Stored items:
··········

use super::config::SelectionConfig;
use super::error::TemplateError;
use super::progress::{Phase, Progress, ProgressReporter};
use super::refine::AlignmentRefiner;
use super::sources::{DomainRepository, StructureSequenceProvider};
use crate::core::align::SequenceAligner;
use crate::core::models::candidate::{DomainContact, StructureDomain};
use crate::core::models::domain::{DomainPair, DomainUnit, SingleDomain};
use crate::core::models::template::Template;
use phf::{Set, phf_set};
use std::collections::HashSet;
use std::path::Path;
use tracing::{debug, info, instrument, warn};

/// Obsolete entries and structures whose chains cannot be modelled.
static DENIED_STRUCTURES: Set<&'static str> = phf_set! {
    "3C4D", "3LB7", "3NSV", "2NP8", "2WN0",
};

pub fn is_denied_structure(structure_id: &str) -> bool {
    DENIED_STRUCTURES.contains(structure_id.trim().to_ascii_uppercase().as_str())
}

/// Ranks templates and returns the best one.
///
/// Highest score wins (pairs: the sum of both sides). Among equal scores the lowest
/// resolution wins (pairs: the first side's structure). Remaining ties keep input order.
pub fn choose_best(mut templates: Vec<Template>) -> Option<Template> {
    templates.sort_by(|a, b| b.total_score().cmp(&a.total_score()));
    let max_score = templates.first()?.total_score();
    let mut best: Vec<Template> = templates
        .into_iter()
        .take_while(|t| t.total_score() == max_score)
        .collect();
    best.sort_by(|a, b| a.resolution().total_cmp(&b.resolution()));
    best.into_iter().next()
}

/// Merges the two contact lists of a paired query into one candidate list.
///
/// Contacts from `backward` are stored in the opposite orientation and are reversed
/// first. Duplicates by (cath id 1, cath id 2) keep their first occurrence.
pub fn merge_contacts(forward: Vec<DomainContact>, backward: Vec<DomainContact>) -> Vec<DomainContact> {
    let mut seen: HashSet<(String, String)> = HashSet::new();
    forward
        .into_iter()
        .chain(backward.iter().map(DomainContact::reversed))
        .filter(|contact| {
            let (a, b) = contact.cath_key();
            seen.insert((a.to_string(), b.to_string()))
        })
        .collect()
}

fn max_length<'d>(domains: impl Iterator<Item = &'d StructureDomain>) -> usize {
    domains.map(|d| d.range.len()).max().unwrap_or(0)
}

/// Enumerates structural templates for a domain unit, refines each and picks the best.
pub struct TemplateSelector<'a> {
    repository: &'a dyn DomainRepository,
    structures: &'a dyn StructureSequenceProvider,
    aligner: &'a dyn SequenceAligner,
    config: &'a SelectionConfig,
    reporter: &'a ProgressReporter<'a>,
    artifact_dir: Option<&'a Path>,
}

impl<'a> TemplateSelector<'a> {
    pub fn new(
        repository: &'a dyn DomainRepository,
        structures: &'a dyn StructureSequenceProvider,
        aligner: &'a dyn SequenceAligner,
        config: &'a SelectionConfig,
        reporter: &'a ProgressReporter<'a>,
    ) -> Self {
        Self {
            repository,
            structures,
            aligner,
            config,
            reporter,
            artifact_dir: config.artifact_dir.as_deref(),
        }
    }

    /// Overrides the configured artifact directory.
    pub fn with_artifact_dir(mut self, dir: &'a Path) -> Self {
        self.artifact_dir = Some(dir);
        self
    }

    pub fn artifact_dir(&self) -> Option<&Path> {
        self.artifact_dir
    }

    fn refiner(&self) -> AlignmentRefiner<'_> {
        AlignmentRefiner::new(self.aligner, self.structures, &self.config.refinement)
            .with_artifact_dir(self.artifact_dir)
    }

    fn is_excluded(&self, structure: &StructureDomain) -> bool {
        is_denied_structure(&structure.structure_id)
            || self
                .config
                .excluded_structures
                .iter()
                .any(|id| id.eq_ignore_ascii_case(&structure.structure_id))
    }

    /// Runs the two-phase selection: survey every candidate, choose the best, then
    /// refine again bound to that candidate.
    #[instrument(skip_all, name = "select", fields(domain = %unit.label()))]
    pub fn select(&self, unit: &DomainUnit) -> Result<Template, TemplateError> {
        let (survey, attempted) = self
            .reporter
            .phase(Phase::Survey, || self.collect_templates(unit, None))?;

        let best = choose_best(survey).ok_or_else(|| TemplateError::NoViableTemplates {
            domain: unit.label(),
            attempted,
        })?;
        info!(
            structure = %best.candidate().primary().sequence_id(),
            score = best.total_score(),
            "Chose best template from survey."
        );

        let (refined, attempted) = self
            .reporter
            .phase(Phase::Refinement, || self.collect_templates(unit, Some(&best)))?;

        refined
            .into_iter()
            .next()
            .ok_or(TemplateError::NoViableTemplates {
                domain: unit.label(),
                attempted,
            })
    }

    /// Evaluates every usable candidate for `unit`.
    ///
    /// With `bound` set, only the candidate matching that template is evaluated and
    /// the refinement runs in refine mode. Returns the surviving templates together
    /// with the number of candidates attempted.
    pub fn collect_templates(
        &self,
        unit: &DomainUnit,
        bound: Option<&Template>,
    ) -> Result<(Vec<Template>, usize), TemplateError> {
        match unit {
            DomainUnit::Single(domain) => self.collect_single(unit, domain, bound),
            DomainUnit::Pair(pair) => self.collect_pair(unit, pair, bound),
        }
    }

    fn collect_single(
        &self,
        unit: &DomainUnit,
        domain: &SingleDomain,
        bound: Option<&Template>,
    ) -> Result<(Vec<Template>, usize), TemplateError> {
        let candidates = self.repository.get_candidates(&domain.family)?;
        if candidates.is_empty() {
            return Err(TemplateError::NoStructuralTemplates {
                domain: unit.label(),
            });
        }
        let max_domain_length = max_length(candidates.iter());
        let sequence = self.repository.query_sequence(&domain.sequence_id)?;
        debug!(count = candidates.len(), max_domain_length, "Collected single-domain candidates.");
        self.reporter.report(Progress::CandidatesFound {
            total: candidates.len() as u64,
        });

        let refiner = self.refiner();
        let mut templates = Vec::new();
        let mut attempted = 0;
        for candidate in candidates {
            self.reporter.report(Progress::CandidateEvaluated);
            if self.is_excluded(&candidate) {
                debug!(structure = %candidate.structure_id, "Skipping denied structure.");
                continue;
            }
            if let Some(bound) = bound {
                let same = matches!(bound, Template::Single { candidate: b, .. } if b.cath_id == candidate.cath_id);
                if !same {
                    continue;
                }
            }

            attempted += 1;
            let result = refiner
                .refine(domain, &sequence, &candidate, max_domain_length, bound.is_some())
                .map(|outcome| Template::Single {
                    candidate: candidate.clone(),
                    alignment: outcome.side,
                });
            if let Some(template) = self.settle(unit, &candidate, result)? {
                templates.push(template);
            }
        }
        Ok((templates, attempted))
    }

    fn collect_pair(
        &self,
        unit: &DomainUnit,
        pair: &DomainPair,
        bound: Option<&Template>,
    ) -> Result<(Vec<Template>, usize), TemplateError> {
        let (forward, backward) = self
            .repository
            .get_paired_candidates(&pair.first.family, &pair.second.family)?;
        let candidates = merge_contacts(forward, backward);
        if candidates.is_empty() {
            return Err(TemplateError::NoStructuralTemplates {
                domain: unit.label(),
            });
        }
        let max_length_1 = max_length(candidates.iter().map(|c| &c.first));
        let max_length_2 = max_length(candidates.iter().map(|c| &c.second));
        let sequence_1 = self.repository.query_sequence(&pair.first.sequence_id)?;
        let sequence_2 = self.repository.query_sequence(&pair.second.sequence_id)?;
        debug!(count = candidates.len(), max_length_1, max_length_2, "Collected domain-pair candidates.");
        self.reporter.report(Progress::CandidatesFound {
            total: candidates.len() as u64,
        });

        let refiner = self.refiner();
        let refine_mode = bound.is_some();
        let mut templates = Vec::new();
        let mut attempted = 0;
        for contact in candidates {
            self.reporter.report(Progress::CandidateEvaluated);
            if self.is_excluded(&contact.first) {
                debug!(structure = %contact.first.structure_id, "Skipping denied structure.");
                continue;
            }
            if let Some(bound) = bound {
                let same = matches!(bound, Template::Pair { candidate: b, .. } if b.cath_key() == contact.cath_key());
                if !same {
                    continue;
                }
            }

            attempted += 1;
            let result = refiner
                .refine(&pair.first, &sequence_1, &contact.first, max_length_1, refine_mode)
                .and_then(|first| {
                    let second = refiner.refine(
                        &pair.second,
                        &sequence_2,
                        &contact.second,
                        max_length_2,
                        refine_mode,
                    )?;
                    Ok(Template::Pair {
                        candidate: contact.clone(),
                        first: first.side,
                        second: second.side,
                    })
                });
            if let Some(template) = self.settle(unit, &contact.first, result)? {
                templates.push(template);
            }
        }
        Ok((templates, attempted))
    }

    /// Keeps a successful evaluation, skips a candidate-local failure and propagates
    /// anything else.
    fn settle(
        &self,
        unit: &DomainUnit,
        structure: &StructureDomain,
        result: Result<Template, TemplateError>,
    ) -> Result<Option<Template>, TemplateError> {
        match result {
            Ok(template) => Ok(Some(template)),
            Err(e) if e.is_candidate_local() => {
                warn!(
                    domain = %unit.label(),
                    structure = %structure.structure_id,
                    chain = %structure.chain_id,
                    error = %e,
                    "Skipping template candidate."
                );
                self.reporter.report(Progress::CandidateSkipped {
                    structure: structure.sequence_id(),
                    reason: e.to_string(),
                });
                Ok(None)
            }
            Err(e) => Err(e),
        }
    }
}
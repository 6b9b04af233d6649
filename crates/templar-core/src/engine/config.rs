use std::path::PathBuf;
use thiserror::Error;

/// Default and upper bound for expand/contract rounds per side.
pub const DEFAULT_MAX_ITERATIONS: usize = 5;
pub const DEFAULT_MAX_TRIM_ROUNDS: usize = 10;

#[derive(Debug, Error, PartialEq, Eq, Clone)]
pub enum ConfigError {
    #[error("Invalid value for parameter '{name}': {reason}")]
    InvalidParameter { name: &'static str, reason: String },
}

#[derive(Debug, Clone, PartialEq)]
pub struct RefinementConfig {
    /// Upper bound on expand/contract rounds per side.
    pub max_iterations: usize,
    /// Run the stranded-residue trimming stage when refining the bound template.
    pub trim_loners: bool,
    pub max_trim_rounds: usize,
}

#[derive(Debug, Clone, PartialEq)]
pub struct SelectionConfig {
    pub refinement: RefinementConfig,
    /// Structure ids skipped in addition to the built-in deny list.
    pub excluded_structures: Vec<String>,
    /// Directory that receives every final alignment as aligned FASTA.
    pub artifact_dir: Option<PathBuf>,
}

impl Default for SelectionConfig {
    fn default() -> Self {
        Self {
            refinement: RefinementConfig {
                max_iterations: DEFAULT_MAX_ITERATIONS,
                trim_loners: false,
                max_trim_rounds: DEFAULT_MAX_TRIM_ROUNDS,
            },
            excluded_structures: Vec::new(),
            artifact_dir: None,
        }
    }
}

#[derive(Default)]
pub struct SelectionConfigBuilder {
    max_iterations: Option<usize>,
    trim_loners: Option<bool>,
    max_trim_rounds: Option<usize>,
    excluded_structures: Vec<String>,
    artifact_dir: Option<PathBuf>,
}

impl SelectionConfigBuilder {
    pub fn new() -> Self {
        Self::default()
    }

    pub fn max_iterations(mut self, iterations: usize) -> Self {
        self.max_iterations = Some(iterations);
        self
    }
    pub fn trim_loners(mut self, enabled: bool) -> Self {
        self.trim_loners = Some(enabled);
        self
    }
    pub fn max_trim_rounds(mut self, rounds: usize) -> Self {
        self.max_trim_rounds = Some(rounds);
        self
    }
    pub fn exclude_structure(mut self, structure_id: impl Into<String>) -> Self {
        self.excluded_structures.push(structure_id.into());
        self
    }
    pub fn excluded_structures(mut self, structure_ids: Vec<String>) -> Self {
        self.excluded_structures = structure_ids;
        self
    }
    pub fn artifact_dir(mut self, dir: PathBuf) -> Self {
        self.artifact_dir = Some(dir);
        self
    }

    pub fn build(self) -> Result<SelectionConfig, ConfigError> {
        let max_iterations = self.max_iterations.unwrap_or(DEFAULT_MAX_ITERATIONS);
        if max_iterations > DEFAULT_MAX_ITERATIONS {
            return Err(ConfigError::InvalidParameter {
                name: "max_iterations",
                reason: format!("must be at most {DEFAULT_MAX_ITERATIONS}, got {max_iterations}"),
            });
        }
        let trim_loners = self.trim_loners.unwrap_or(false);
        let max_trim_rounds = self.max_trim_rounds.unwrap_or(DEFAULT_MAX_TRIM_ROUNDS);
        if trim_loners && max_trim_rounds == 0 {
            return Err(ConfigError::InvalidParameter {
                name: "max_trim_rounds",
                reason: "must be at least 1 when loner trimming is enabled".to_string(),
            });
        }

        let excluded_structures = self
            .excluded_structures
            .into_iter()
            .map(|id| id.trim().to_ascii_uppercase())
            .filter(|id| !id.is_empty())
            .collect();

        Ok(SelectionConfig {
            refinement: RefinementConfig {
                max_iterations,
                trim_loners,
                max_trim_rounds,
            },
            excluded_structures,
            artifact_dir: self.artifact_dir,
        })
    }
}
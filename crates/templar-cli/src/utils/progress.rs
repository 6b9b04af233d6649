use indicatif::{ProgressBar, ProgressState, ProgressStyle};
use std::sync::{Arc, Mutex};
use std::time::Duration;
use templar::engine::progress::{Progress, ProgressCallback};
use tracing::warn;

const SPINNER_TICK_MS: u64 = 80;

/// Drives one indicatif bar from selection events raised on any worker thread.
///
/// Candidate counts accumulate across units, so the bar tracks the whole run rather
/// than a single domain.
#[derive(Clone)]
pub struct CliProgressHandler {
    pb: Arc<Mutex<ProgressBar>>,
}

impl CliProgressHandler {
    pub fn new() -> Self {
        let pb = ProgressBar::new(0)
            .with_style(Self::bar_style())
            .with_message("Initializing...");
        pb.set_draw_target(indicatif::ProgressDrawTarget::stderr());

        Self {
            pb: Arc::new(Mutex::new(pb)),
        }
    }

    pub fn get_callback(&self) -> ProgressCallback<'static> {
        let pb_clone = self.pb.clone();

        Box::new(move |progress: Progress| {
            let Ok(pb_guard) = pb_clone.lock() else {
                warn!("Progress bar mutex was poisoned. Cannot update progress.");
                return;
            };

            match progress {
                Progress::PhaseStart(phase) => {
                    pb_guard.enable_steady_tick(Duration::from_millis(SPINNER_TICK_MS));
                    pb_guard.set_message(phase.to_string());
                }
                Progress::PhaseFinish(_) => {}
                Progress::CandidatesFound { total } => {
                    pb_guard.inc_length(total);
                }
                Progress::CandidateEvaluated => {
                    pb_guard.inc(1);
                }
                Progress::CandidateSkipped { structure, reason } => {
                    pb_guard.println(format!("  skipped {structure}: {reason}"));
                }
            }
        })
    }

    /// Stops the spinner and leaves the final counts on screen.
    pub fn finish(&self, message: &str) {
        match self.pb.lock() {
            Ok(pb) => {
                pb.disable_steady_tick();
                pb.finish_with_message(message.to_string());
            }
            Err(_) => warn!("Progress bar mutex was poisoned. Cannot finish progress."),
        }
    }

    fn bar_style() -> ProgressStyle {
        ProgressStyle::with_template(
            "{spinner:.green} {msg:<12} [{bar:40.cyan/blue}] {pos}/{len} ({elapsed})",
        )
        .expect("Failed to create bar style template")
        .with_key(
            "elapsed",
            |state: &ProgressState, w: &mut dyn std::fmt::Write| {
                let _ = write!(w, "{:.1}s", state.elapsed().as_secs_f64());
            },
        )
        .progress_chars("##-")
    }
}

impl Default for CliProgressHandler {
    fn default() -> Self {
        Self::new()
    }
}

#[cfg(test)]
mod tests {
    use super::*;
    use templar::engine::progress::Phase;
    use std::thread;

    #[test]
    fn handler_initializes_in_a_clean_state() {
        let handler = CliProgressHandler::new();
        let pb = handler.pb.lock().unwrap();
        assert_eq!(pb.length(), Some(0));
        assert_eq!(pb.position(), 0);
        assert!(!pb.is_finished());
    }

    #[test]
    fn callback_updates_progress_bar_state() {
        let handler = CliProgressHandler::new();
        let callback = handler.get_callback();

        callback(Progress::PhaseStart(Phase::Survey));
        assert_eq!(handler.pb.lock().unwrap().message(), "Survey");

        callback(Progress::CandidatesFound { total: 3 });
        callback(Progress::CandidatesFound { total: 2 });
        assert_eq!(handler.pb.lock().unwrap().length(), Some(5));

        callback(Progress::CandidateEvaluated);
        callback(Progress::CandidateEvaluated);
        assert_eq!(handler.pb.lock().unwrap().position(), 2);

        callback(Progress::CandidateSkipped {
            structure: "1ABCA".to_string(),
            reason: "chain is not in the catalog".to_string(),
        });
        assert_eq!(handler.pb.lock().unwrap().position(), 2);

        callback(Progress::PhaseFinish(Phase::Survey));
        handler.finish("Done");
        let pb = handler.pb.lock().unwrap();
        assert!(pb.is_finished());
        assert_eq!(pb.message(), "Done");
    }

    #[test]
    fn callback_is_thread_safe() {
        let handler = CliProgressHandler::new();
        let callback = Arc::new(handler.get_callback());

        let workers: Vec<_> = (0..4)
            .map(|_| {
                let callback = Arc::clone(&callback);
                thread::spawn(move || {
                    callback(Progress::CandidatesFound { total: 1 });
                    callback(Progress::CandidateEvaluated);
                })
            })
            .collect();
        for worker in workers {
            worker.join().unwrap();
        }

        let pb = handler.pb.lock().unwrap();
        assert_eq!(pb.length(), Some(4));
        assert_eq!(pb.position(), 4);
    }
}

··········

**Exercise requirements:** Line tally for "usize": say how many lines of the records above contain it, and give nothing but the number.

**Response:** 12